-- Opening Marker --

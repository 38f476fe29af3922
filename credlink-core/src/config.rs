//! Engine configuration
//!
//! Handles loading configuration from environment variables with sensible defaults.

use crate::manifest::ManifestBuilder;

/// Default size growth bound (output may be at most 20% larger than the input).
pub const DEFAULT_MAX_SIZE_GROWTH: f64 = 1.20;

/// Default confidence below which callers should consult remote proof storage.
pub const DEFAULT_TRUST_THRESHOLD: u8 = 75;

/// Default claim generator name written into manifests.
pub const DEFAULT_CLAIM_GENERATOR: &str = "CredLink";

/// Default upper bound for the raw partial scan (64 MiB).
pub const DEFAULT_MAX_SCAN_BYTES: usize = 64 * 1024 * 1024;

/// Engine configuration loaded from environment variables
#[derive(Debug, Clone, PartialEq)]
pub struct EngineConfig {
    /// Maximum ratio between embedded and original size (default: 1.20)
    pub max_size_growth: f64,
    /// Re-decode every write through the codec before accepting it (default: true)
    pub verify_decode: bool,
    /// Claim generator name recorded in new manifests (default: "CredLink")
    pub claim_generator_name: String,
    /// Confidence below which the resolver falls back to proof storage (default: 75)
    pub trust_threshold: u8,
    /// Bytes examined by the partial scan; larger buffers are scanned up to this prefix
    pub max_partial_scan_bytes: usize,
}

impl Default for EngineConfig {
    fn default() -> Self {
        Self {
            max_size_growth: DEFAULT_MAX_SIZE_GROWTH,
            verify_decode: true,
            claim_generator_name: DEFAULT_CLAIM_GENERATOR.to_string(),
            trust_threshold: DEFAULT_TRUST_THRESHOLD,
            max_partial_scan_bytes: DEFAULT_MAX_SCAN_BYTES,
        }
    }
}

impl EngineConfig {
    /// Load configuration from environment variables
    pub fn from_env() -> Self {
        Self::from_lookup(|key| std::env::var(key).ok())
    }

    /// Load configuration through an arbitrary key lookup.
    ///
    /// Values that fail to parse or fall outside their valid range keep the default.
    pub fn from_lookup<F>(lookup: F) -> Self
    where
        F: Fn(&str) -> Option<String>,
    {
        let defaults = Self::default();

        let max_size_growth = lookup("CREDLINK_MAX_SIZE_GROWTH")
            .and_then(|v| v.trim().parse::<f64>().ok())
            .filter(|v| v.is_finite() && *v >= 1.0)
            .unwrap_or(defaults.max_size_growth);

        let verify_decode = lookup("CREDLINK_VERIFY_DECODE")
            .map(|v| v.trim().to_lowercase() != "false")
            .unwrap_or(defaults.verify_decode);

        let claim_generator_name = lookup("CREDLINK_CLAIM_GENERATOR")
            .map(|v| v.trim().to_string())
            .filter(|v| !v.is_empty())
            .unwrap_or(defaults.claim_generator_name);

        let trust_threshold = lookup("CREDLINK_TRUST_THRESHOLD")
            .and_then(|v| v.trim().parse::<u8>().ok())
            .filter(|v| *v <= 100)
            .unwrap_or(defaults.trust_threshold);

        let max_partial_scan_bytes = lookup("CREDLINK_MAX_SCAN_BYTES")
            .and_then(|v| v.trim().parse::<usize>().ok())
            .filter(|v| *v > 0)
            .unwrap_or(defaults.max_partial_scan_bytes);

        Self {
            max_size_growth,
            verify_decode,
            claim_generator_name,
            trust_threshold,
            max_partial_scan_bytes,
        }
    }

    /// Start a manifest for `original` that records the configured claim
    /// generator and this crate's version.
    pub fn manifest_builder(&self, original: &[u8]) -> ManifestBuilder {
        ManifestBuilder::new(original)
            .with_claim_generator(self.claim_generator_name.as_str(), env!("CARGO_PKG_VERSION"))
    }

    /// Largest output size allowed for an input of `original_len` bytes.
    pub fn size_limit(&self, original_len: usize) -> usize {
        (original_len as f64 * self.max_size_growth).floor() as usize
    }
}
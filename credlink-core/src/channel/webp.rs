//! WebP channels: a custom `CLNK` chunk and the `EXIF` chunk.
//!
//! Decoders only tolerate extra chunks in the extended layout, so a simple
//! (`VP8 `/`VP8L` only) file is promoted to `VP8X` whenever it is written.

use std::borrow::Cow;

use super::{exif, jumbf, ChannelError, Payload, Recovered};
use crate::format::{riff_chunks, webp_canvas, RiffChunk, WebpCanvas};

const CREDLINK_CHUNK: &[u8; 4] = b"CLNK";

const FLAG_ALPHA: u8 = 0x10;
const FLAG_EXIF: u8 = 0x08;
const FLAG_XMP: u8 = 0x04;

struct Part<'a> {
    fourcc: [u8; 4],
    data: Cow<'a, [u8]>,
}

impl<'a> From<&RiffChunk<'a>> for Part<'a> {
    fn from(chunk: &RiffChunk<'a>) -> Self {
        Self {
            fourcc: chunk.fourcc,
            data: Cow::Borrowed(chunk.data),
        }
    }
}

struct Layout<'a> {
    chunks: Vec<RiffChunk<'a>>,
    canvas: WebpCanvas,
    /// Bytes after the RIFF payload, copied through unchanged.
    trailer: &'a [u8],
}

fn layout(bytes: &[u8]) -> Result<Layout<'_>, ChannelError> {
    let chunks: Vec<_> = riff_chunks(bytes).collect();
    if chunks.is_empty() || chunks.iter().any(|c| c.truncated) {
        return Err(ChannelError::Malformed(
            "RIFF chunk runs past end of container".into(),
        ));
    }
    let canvas = webp_canvas(bytes)
        .ok_or_else(|| ChannelError::Malformed("no VP8X, VP8L or VP8 header".into()))?;
    let end = chunks.last().map(|c| c.end()).unwrap_or(12);
    Ok(Layout {
        chunks,
        canvas,
        trailer: &bytes[end.min(bytes.len())..],
    })
}

fn vp8x_flags(parts: &[Part<'_>], existing: u8, alpha: bool) -> u8 {
    let mut flags = existing & !(FLAG_EXIF | FLAG_XMP);
    if alpha {
        flags |= FLAG_ALPHA;
    }
    if parts.iter().any(|p| &p.fourcc == b"EXIF") {
        flags |= FLAG_EXIF;
    }
    if parts.iter().any(|p| &p.fourcc == b"XMP ") {
        flags |= FLAG_XMP;
    }
    flags
}

fn vp8x_chunk(canvas: &WebpCanvas, flags: u8) -> Vec<u8> {
    let mut data = vec![flags, 0, 0, 0];
    data.extend_from_slice(&canvas.width.saturating_sub(1).to_le_bytes()[..3]);
    data.extend_from_slice(&canvas.height.saturating_sub(1).to_le_bytes()[..3]);
    data
}

/// Serialize the parts as an extended WebP, fixing the VP8X flags and the
/// RIFF size.
fn assemble(
    mut parts: Vec<Part<'_>>,
    canvas: &WebpCanvas,
    trailer: &[u8],
) -> Result<Vec<u8>, ChannelError> {
    if canvas.extended {
        let existing = parts[0].data.first().copied().unwrap_or(0);
        let flags = vp8x_flags(&parts, existing, false);
        parts[0].data.to_mut()[0] = flags;
    } else {
        let flags = vp8x_flags(&parts, 0, canvas.alpha);
        parts.insert(
            0,
            Part {
                fourcc: *b"VP8X",
                data: Cow::Owned(vp8x_chunk(canvas, flags)),
            },
        );
    }

    let body_len: usize = 4 + parts
        .iter()
        .map(|p| 8 + p.data.len() + p.data.len() % 2)
        .sum::<usize>();
    let riff_size = u32::try_from(body_len).map_err(|_| ChannelError::PayloadTooLarge {
        size: body_len,
        limit: u32::MAX as usize,
    })?;

    let mut out = Vec::with_capacity(8 + body_len + trailer.len());
    out.extend_from_slice(b"RIFF");
    out.extend_from_slice(&riff_size.to_le_bytes());
    out.extend_from_slice(b"WEBP");
    for part in &parts {
        out.extend_from_slice(&part.fourcc);
        out.extend_from_slice(&(part.data.len() as u32).to_le_bytes());
        out.extend_from_slice(&part.data);
        if part.data.len() % 2 == 1 {
            out.push(0);
        }
    }
    out.extend_from_slice(trailer);
    Ok(out)
}

pub fn write_chunk(bytes: &[u8], payload: &Payload) -> Result<Vec<u8>, ChannelError> {
    let layout = layout(bytes)?;
    let mut parts: Vec<Part<'_>> = layout
        .chunks
        .iter()
        .filter(|c| !c.is(CREDLINK_CHUNK))
        .map(Part::from)
        .collect();
    parts.push(Part {
        fourcc: *CREDLINK_CHUNK,
        data: Cow::Owned(jumbf::encode(payload)),
    });
    assemble(parts, &layout.canvas, layout.trailer)
}

pub fn read_chunk(bytes: &[u8]) -> Option<Recovered> {
    riff_chunks(bytes)
        .filter(|c| c.is(CREDLINK_CHUNK))
        .find_map(|c| jumbf::decode(c.data))
}

/// Upsert into an existing `EXIF` chunk; files without one are left alone.
pub fn write_exif(bytes: &[u8], payload: &Payload) -> Result<Vec<u8>, ChannelError> {
    let layout = layout(bytes)?;
    if !layout.chunks.iter().any(|c| c.is(b"EXIF")) {
        return Err(ChannelError::NotApplicable("no EXIF chunk present".into()));
    }

    let mut parts = Vec::with_capacity(layout.chunks.len());
    for chunk in &layout.chunks {
        if !chunk.is(b"EXIF") {
            parts.push(Part::from(chunk));
            continue;
        }
        let tiff = exif::upsert(Some(exif::strip_exif_header(chunk.data)), payload)?;
        let mut data = if chunk.data.starts_with(exif::EXIF_HEADER) {
            exif::EXIF_HEADER.to_vec()
        } else {
            Vec::new()
        };
        data.extend_from_slice(&tiff);
        parts.push(Part {
            fourcc: *b"EXIF",
            data: Cow::Owned(data),
        });
    }
    assemble(parts, &layout.canvas, layout.trailer)
}

pub fn read_exif(bytes: &[u8]) -> Option<Recovered> {
    riff_chunks(bytes)
        .filter(|c| c.is(b"EXIF"))
        .find_map(|c| exif::find_tag(exif::strip_exif_header(c.data)))
        .map(Recovered::tag_only)
}

/// XMP packets stored in `XMP ` chunks.
pub fn xmp_packets(bytes: &[u8]) -> Vec<&[u8]> {
    riff_chunks(bytes)
        .filter(|c| c.is(b"XMP "))
        .map(|c| c.data)
        .collect()
}

#[cfg(test)]
mod tests {
    use super::*;
    use crate::format::read_u32_le;
    use crate::manifest::ManifestBuilder;

    fn webp(chunks: &[(&[u8; 4], &[u8])]) -> Vec<u8> {
        let parts = chunks
            .iter()
            .map(|(fourcc, data)| Part {
                fourcc: **fourcc,
                data: Cow::Borrowed(*data),
            })
            .collect::<Vec<_>>();
        let mut body = b"WEBP".to_vec();
        for part in &parts {
            body.extend_from_slice(&part.fourcc);
            body.extend_from_slice(&(part.data.len() as u32).to_le_bytes());
            body.extend_from_slice(&part.data);
            if part.data.len() % 2 == 1 {
                body.push(0);
            }
        }
        let mut out = b"RIFF".to_vec();
        out.extend_from_slice(&(body.len() as u32).to_le_bytes());
        out.extend(body);
        out
    }

    /// VP8L header for a 3x2 image with the alpha hint set.
    fn vp8l() -> Vec<u8> {
        let bits: u32 = 2 | (1 << 14) | (1 << 28);
        let mut data = vec![0x2F];
        data.extend_from_slice(&bits.to_le_bytes());
        data.extend_from_slice(&[0, 0, 0]);
        data
    }

    fn payload(uri: &str) -> Payload {
        let manifest = ManifestBuilder::new(b"x").with_title("Recovery Test").build();
        Payload::full(uri, &manifest).unwrap()
    }

    fn fourccs(bytes: &[u8]) -> Vec<[u8; 4]> {
        riff_chunks(bytes).map(|c| c.fourcc).collect()
    }

    #[test]
    fn test_simple_file_is_promoted() {
        let original = webp(&[(b"VP8L", &vp8l())]);
        let out = write_chunk(&original, &payload("https://proofs.example.com/abc123")).unwrap();
        assert_eq!(fourccs(&out), vec![*b"VP8X", *b"VP8L", *b"CLNK"]);
        assert_eq!(read_u32_le(&out, 4), Some(out.len() as u32 - 8));

        let canvas = webp_canvas(&out).unwrap();
        assert!(canvas.extended);
        assert!(canvas.alpha);
        assert_eq!((canvas.width, canvas.height), (3, 2));

        let recovered = read_chunk(&out).unwrap();
        assert_eq!(recovered.proof_uri, "https://proofs.example.com/abc123");
        assert!(recovered.manifest.is_some());
    }

    #[test]
    fn test_resign_replaces_chunk() {
        let original = webp(&[(b"VP8L", &vp8l())]);
        let once = write_chunk(&original, &payload("urn:proof:1")).unwrap();
        let twice = write_chunk(&once, &payload("urn:proof:2")).unwrap();
        assert_eq!(fourccs(&twice), vec![*b"VP8X", *b"VP8L", *b"CLNK"]);
        assert_eq!(read_chunk(&twice).unwrap().proof_uri, "urn:proof:2");
    }

    #[test]
    fn test_exif_requires_existing_chunk() {
        let original = webp(&[(b"VP8L", &vp8l())]);
        assert!(matches!(
            write_exif(&original, &payload("urn:proof:1")),
            Err(ChannelError::NotApplicable(_))
        ));
    }

    #[test]
    fn test_exif_upsert_sets_flag() {
        let tiff = exif::upsert(None, &payload("urn:proof:0")).unwrap();
        let mut exif_data = exif::EXIF_HEADER.to_vec();
        exif_data.extend_from_slice(&tiff);
        let mut vp8x = vec![0u8; 10];
        vp8x[4] = 2;
        vp8x[7] = 1;
        let original = webp(&[(b"VP8X", &vp8x), (b"VP8L", &vp8l()), (b"EXIF", &exif_data)]);

        let out = write_exif(&original, &payload("urn:proof:7")).unwrap();
        assert_eq!(fourccs(&out), vec![*b"VP8X", *b"VP8L", *b"EXIF"]);
        let vp8x_flags = riff_chunks(&out).next().unwrap().data[0];
        assert_eq!(vp8x_flags & FLAG_EXIF, FLAG_EXIF);
        assert_eq!(read_exif(&out).unwrap().proof_uri, "urn:proof:7");
        let exif_chunk = riff_chunks(&out).find(|c| c.is(b"EXIF")).unwrap();
        assert!(exif_chunk.data.starts_with(exif::EXIF_HEADER));
    }

    #[test]
    fn test_malformed_is_refused() {
        let mut original = webp(&[(b"VP8L", &vp8l())]);
        original[16..20].copy_from_slice(&1000u32.to_le_bytes());
        assert!(matches!(
            write_chunk(&original, &payload("urn:proof:1")),
            Err(ChannelError::Malformed(_))
        ));
        assert!(write_chunk(b"RIFF\x04\0\0\0WEBP", &payload("urn:proof:1")).is_err());
    }

    #[test]
    fn test_xmp_packets() {
        let original = webp(&[(b"VP8L", &vp8l()), (b"XMP ", b"<x:xmpmeta/>")]);
        assert_eq!(xmp_packets(&original), vec![&b"<x:xmpmeta/>"[..]]);
    }
}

-- Closing Marker --

» **Work order**: What are the lines, exactly as written above, from the line with "let existing = parts[0].data.first().copied().unwrap_or(0);" to the line with "out.extend_from_slice(trailer);", both included? Output only those.

» **Output**:
        let existing = parts[0].data.first().copied().unwrap_or(0);
        let flags = vp8x_flags(&parts, existing, false);
        parts[0].data.to_mut()[0] = flags;
    } else {
        let flags = vp8x_flags(&parts, 0, canvas.alpha);
        parts.insert(
            0,
            Part {
                fourcc: *b"VP8X",
                data: Cow::Owned(vp8x_chunk(canvas, flags)),
            },
        );
    }

    let body_len: usize = 4 + parts
        .iter()
        .map(|p| 8 + p.data.len() + p.data.len() % 2)
        .sum::<usize>();
    let riff_size = u32::try_from(body_len).map_err(|_| ChannelError::PayloadTooLarge {
        size: body_len,
        limit: u32::MAX as usize,
    })?;

    let mut out = Vec::with_capacity(8 + body_len + trailer.len());
    out.extend_from_slice(b"RIFF");
    out.extend_from_slice(&riff_size.to_le_bytes());
    out.extend_from_slice(b"WEBP");
    for part in &parts {
        out.extend_from_slice(&part.fourcc);
        out.extend_from_slice(&(part.data.len() as u32).to_le_bytes());
        out.extend_from_slice(&part.data);
        if part.data.len() % 2 == 1 {
            out.push(0);
        }
    }
    out.extend_from_slice(trailer);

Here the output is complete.